Thursday, 7 December 2006

Questions without Notice

Workplace Relations

2:09 pm

Photo of Tony SmithTony Smith (Casey, Liberal Party) Share this | | Hansard source

My question is to the Prime Minister. Would the Prime Minister update the House on the latest Australian Bureau of Statistics release on industrial disputes? How do these results compare with previous results and are there any proposals which would threaten these results?

Photo of John HowardJohn Howard (Bennelong, Liberal Party, Prime Minister) Share this | | Hansard source

I thank the member for Casey for asking me a question about industrial disputes on a day on which the families of Australia, via the latest employment figures, have been given a wonderful Christmas present. I can say, as I lead into the answer, that we have maintained our 30-year low in unemployment and that almost 200,000 jobs have been created since the introduction of Work Choices. I can tell the member for Casey that today’s ABS data on industrial disputes reports the lowest results ever recorded of industrial disputation in this nation. In the September quarter the ABS recorded industrial disputes at 2.3 working days lost per thousand employees. The June quarter, which had also been a record low, was recorded at 3.2 working days lost per thousand. This compares to the last full quarter under the opposition’s system of 43 working days lost per thousand employees—43 versus 2.3. That is a 92 per cent reduction in industrial disputes since Labor and the unions’ system of industrial relations was changed by Peter Reith and this government in 1996. Labor’s record dispute quarter came in December 1992. Despite the anaemic state of the labour market and the still very high level of unemployment in 1992, the figure was 104.6 working days lost per thousand employees.
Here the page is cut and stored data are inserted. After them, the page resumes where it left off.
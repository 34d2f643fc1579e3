mod helpers;
mod tracking;
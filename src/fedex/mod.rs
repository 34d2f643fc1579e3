//! src/fedex/mod.rs
use crate::configuration::{ApiEnvironment, ConfigError, FedexSettings};
use crate::domain::NotificationRequest;
use reqwest::{Client, StatusCode};
use secrecy::{ExposeSecret, Secret};
use std::time::Duration;

mod credentials;
pub use credentials::Credentials;

mod error;
pub use error::{AuthError, NotifyError};
use error::CarrierErrors;

mod notification;
pub use notification::{FailureReason, NotificationPayload, NotificationResult};

mod token;
pub use token::AccessToken;
use token::TokenResponse;

/// Client for the FedEx OAuth and Track notification endpoints.
///
/// Every notification attempt fetches its own token. The client keeps no
/// state between attempts, so one instance can serve concurrent requests.
#[derive(Debug, Clone)]
pub struct FedexClient {
    http_client: Client,
    base_url: String,
    credentials: Credentials,
}

impl FedexClient {
    pub fn new(
        credentials: Credentials,
        base_url: String,
        timeout: Duration,
    ) -> Result<Self, reqwest::Error> {
        let http_client = Client::builder().timeout(timeout).build()?;

        Ok(Self {
            http_client,
            base_url: with_trailing_slash(base_url),
            credentials,
        })
    }

    pub fn from_settings(settings: &FedexSettings, timeout: Duration) -> Result<Self, ConfigError> {
        let credentials =
            Credentials::parse(settings.api_key.clone(), settings.secret_key.clone())?;

        Self::new(credentials, settings.base_url(), timeout).map_err(ConfigError::HttpClient)
    }

    pub fn base_url(&self) -> &str {
        &self.base_url
    }

    /// Replaces the credentials and targets the host of `environment`.
    pub fn set_credentials(
        &mut self,
        api_key: Secret<String>,
        secret_key: Secret<String>,
        environment: ApiEnvironment,
    ) -> Result<(), ConfigError> {
        self.credentials = Credentials::parse(api_key, secret_key)?;
        self.base_url = environment.base_url().to_string();
        Ok(())
    }

    /// Authenticates, then asks FedEx to email `request.recipient_email`
    /// about events on `request.tracking_number`.
    #[tracing::instrument(
        name = "Sending a FedEx tracking notification",
        skip(self, request),
        fields(
            order_id = %request.order_id,
            tracking_number = %request.tracking_number
        )
    )]
    pub async fn send_notification(&self, request: &NotificationRequest) -> NotificationResult {
        let token = match self.authenticate().await {
            Ok(token) => token,
            Err(e) => {
                let status = match &e {
                    AuthError::Rejected { status, .. } => Some(status.as_u16()),
                    _ => None,
                };
                tracing::error!(
                    error.cause_chain = ?e,
                    order_id = %request.order_id,
                    http.status_code = status,
                    "Failed to obtain a FedEx access token, notification not sent"
                );
                return NotificationResult::from(e);
            }
        };

        self.notify(request, &token).await
    }

    #[tracing::instrument(name = "Requesting a FedEx access token", skip(self))]
    pub async fn authenticate(&self) -> Result<AccessToken, AuthError> {
        let url = format!("{}oauth/token", self.base_url);
        let form = [
            ("grant_type", "client_credentials"),
            ("client_id", self.credentials.api_key().expose_secret().as_str()),
            (
                "client_secret",
                self.credentials.secret_key().expose_secret().as_str(),
            ),
        ];

        let response = self
            .http_client
            .post(&url)
            .form(&form)
            .send()
            .await
            .map_err(AuthError::Transport)?;

        let status = response.status();
        let body = response.bytes().await.map_err(AuthError::Transport)?;

        if !status.is_success() {
            let errors: CarrierErrors =
                serde_json::from_slice(&body).map_err(AuthError::MalformedResponse)?;
            return Err(AuthError::Rejected {
                status,
                messages: errors.into_messages(),
            });
        }

        let token: TokenResponse =
            serde_json::from_slice(&body).map_err(AuthError::MalformedResponse)?;
        if token.access_token.expose_secret().trim().is_empty() {
            return Err(AuthError::EmptyToken);
        }

        Ok(AccessToken::new(token.access_token))
    }

    /// Sends the notification request with an already obtained token and
    /// classifies the answer. Failures are logged here.
    #[tracing::instrument(
        name = "Posting a FedEx tracking notification",
        skip(self, request, token),
        fields(order_id = %request.order_id)
    )]
    pub async fn notify(
        &self,
        request: &NotificationRequest,
        token: &AccessToken,
    ) -> NotificationResult {
        match self.try_notify(request, token).await {
            Ok(()) => NotificationResult::succeeded(),
            Err(e) => {
                match &e {
                    NotifyError::Transport(_) => tracing::error!(
                        error.cause_chain = ?e,
                        order_id = %request.order_id,
                        "Failed to send the FedEx notification"
                    ),
                    NotifyError::CarrierRejected { status, messages } => tracing::error!(
                        order_id = %request.order_id,
                        http.status_code = status.as_u16(),
                        carrier_error_messages = ?messages,
                        "FedEx rejected the notification"
                    ),
                    NotifyError::MalformedResponse { status, source } => tracing::error!(
                        order_id = %request.order_id,
                        http.status_code = status.as_u16(),
                        "JSON decode error: {}", source
                    ),
                }
                NotificationResult::from(e)
            }
        }
    }

    async fn try_notify(
        &self,
        request: &NotificationRequest,
        token: &AccessToken,
    ) -> Result<(), NotifyError> {
        let url = format!("{}track/v1/notifications", self.base_url);
        let payload = NotificationPayload::new(request);

        let response = self
            .http_client
            .post(&url)
            .bearer_auth(token.value.expose_secret())
            .json(&payload)
            .send()
            .await
            .map_err(NotifyError::Transport)?;

        let status = response.status();
        if status == StatusCode::OK {
            return Ok(());
        }

        let body = response.bytes().await.map_err(NotifyError::Transport)?;
        match serde_json::from_slice::<CarrierErrors>(&body) {
            Ok(errors) => Err(NotifyError::CarrierRejected {
                status,
                messages: errors.into_messages(),
            }),
            Err(source) => Err(NotifyError::MalformedResponse { status, source }),
        }
    }
}

fn with_trailing_slash(mut url: String) -> String {
    if !url.ends_with('/') {
        url.push('/');
    }
    url
}
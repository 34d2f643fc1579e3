//! src/fedex/notification.rs
use super::error::{AuthError, NotifyError};
use crate::domain::NotificationRequest;
use serde::{Deserialize, Serialize};

const SENDER_EMAIL_ADDRESS: &str = "notification@fedex.com";
const SENDER_CONTACT_NAME: &str = "FedEx";
const NOTIFICATION_EVENT_TYPES: [&str; 4] = [
    "ON_ESTIMATED_DELIVERY",
    "ON_TENDER",
    "ON_EXCEPTION",
    "ON_DELIVERY",
];

/// Body of `POST track/v1/notifications`.
#[derive(Debug, Serialize)]
#[serde(rename_all = "camelCase")]
pub struct NotificationPayload<'a> {
    tracking_number_info: TrackingNumberInfo<'a>,
    #[serde(rename = "senderEMailAddress")]
    sender_email_address: &'a str,
    sender_contact_name: &'a str,
    tracking_event_notification_detail: TrackingEventNotificationDetail<'a>,
}

#[derive(Debug, Serialize)]
#[serde(rename_all = "camelCase")]
struct TrackingNumberInfo<'a> {
    tracking_number: &'a str,
}

#[derive(Debug, Serialize)]
#[serde(rename_all = "camelCase")]
struct TrackingEventNotificationDetail<'a> {
    tracking_notifications: Vec<TrackingNotification<'a>>,
}

#[derive(Debug, Serialize)]
#[serde(rename_all = "camelCase")]
struct TrackingNotification<'a> {
    notification_event_types: &'a [&'a str],
    notification_detail: NotificationDetail<'a>,
}

#[derive(Debug, Serialize)]
#[serde(rename_all = "camelCase")]
struct NotificationDetail<'a> {
    notification_type: &'a str,
    email_detail: EmailDetail<'a>,
    localization: Localization<'a>,
}

#[derive(Debug, Serialize)]
#[serde(rename_all = "camelCase")]
struct EmailDetail<'a> {
    email_address: &'a str,
}

#[derive(Debug, Serialize)]
#[serde(rename_all = "camelCase")]
struct Localization<'a> {
    language_code: &'a str,
    locale_code: &'a str,
}

impl<'a> NotificationPayload<'a> {
    pub fn new(request: &'a NotificationRequest) -> Self {
        Self {
            tracking_number_info: TrackingNumberInfo {
                tracking_number: request.tracking_number.as_ref(),
            },
            sender_email_address: SENDER_EMAIL_ADDRESS,
            sender_contact_name: SENDER_CONTACT_NAME,
            tracking_event_notification_detail: TrackingEventNotificationDetail {
                tracking_notifications: vec![TrackingNotification {
                    notification_event_types: &NOTIFICATION_EVENT_TYPES,
                    notification_detail: NotificationDetail {
                        notification_type: "HTML",
                        email_detail: EmailDetail {
                            email_address: request.recipient_email.as_ref(),
                        },
                        localization: Localization {
                            language_code: "en",
                            locale_code: "US",
                        },
                    },
                }],
            },
        }
    }
}

/// Why a notification attempt did not go through.
#[derive(Debug, Clone, Copy, PartialEq, Eq, Serialize, Deserialize)]
#[serde(rename_all = "snake_case")]
pub enum FailureReason {
    Authentication,
    Transport,
    CarrierRejected,
    MalformedResponse,
}

/// Outcome of one notification attempt, handed back to the caller.
///
/// `carrier_error_messages` holds the messages FedEx reported, in order, and
/// is meant to be shown to the operator who saved the tracking number.
#[derive(Debug, Clone, PartialEq, Eq, Serialize, Deserialize)]
pub struct NotificationResult {
    pub success: bool,
    pub carrier_error_messages: Vec<String>,
    #[serde(default, skip_serializing_if = "Option::is_none")]
    pub failure: Option<FailureReason>,
}

impl NotificationResult {
    pub fn succeeded() -> Self {
        Self {
            success: true,
            carrier_error_messages: vec![],
            failure: None,
        }
    }

    pub fn failed(reason: FailureReason, carrier_error_messages: Vec<String>) -> Self {
        Self {
            success: false,
            carrier_error_messages,
            failure: Some(reason),
        }
    }
}

impl From<AuthError> for NotificationResult {
    fn from(e: AuthError) -> Self {
        match e {
            AuthError::Rejected { messages, .. } => {
                Self::failed(FailureReason::Authentication, messages)
            }
            AuthError::Transport(_) | AuthError::MalformedResponse(_) | AuthError::EmptyToken => {
                Self::failed(FailureReason::Authentication, vec![])
            }
        }
    }
}

impl From<NotifyError> for NotificationResult {
    fn from(e: NotifyError) -> Self {
        match e {
            NotifyError::Transport(_) => Self::failed(FailureReason::Transport, vec![]),
            NotifyError::CarrierRejected { messages, .. } => {
                Self::failed(FailureReason::CarrierRejected, messages)
            }
            NotifyError::MalformedResponse { .. } => {
                Self::failed(FailureReason::MalformedResponse, vec![])
            }
        }
    }
}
But if you drill down you find that the most interesting figure was the absolutely stunning result in the building and construction sector, a sector which an earlier Cole royal commission found to be plagued by thuggery and intimidation. The House will be fascinated with these figures. The industrial dispute figure for the building industry in the September quarter of 2005—that was the last quarter prior to the introduction of the building industry laws—was 37.4 working days lost per thousand employees. That was September of last year, before the new laws in the construction industry came into effect. Today’s release for September of this year showed only 1.6 working days lost per thousand employees in the building and construction industry.

So in a year, as a result of our reforms, which the Labor Party fought every inch of the way, we have gone in the building and construction industry from 37.4 working days lost per thousand to 1.6. That is a stunning result and it is a direct consequence of the laws we changed. We have not only decimated the number of industrial disputes but reduced the cost of building and construction. I say to the opposition that, in light of all of this, it is economic lunacy to propose rolling back those laws, yet the unions tell you you must and you will, just as it is economic lunacy to propose rolling back the Work Choices laws which so far in seven months have seen almost 200,000 more Australians put in work and 200,000 happier Australian families this Christmas.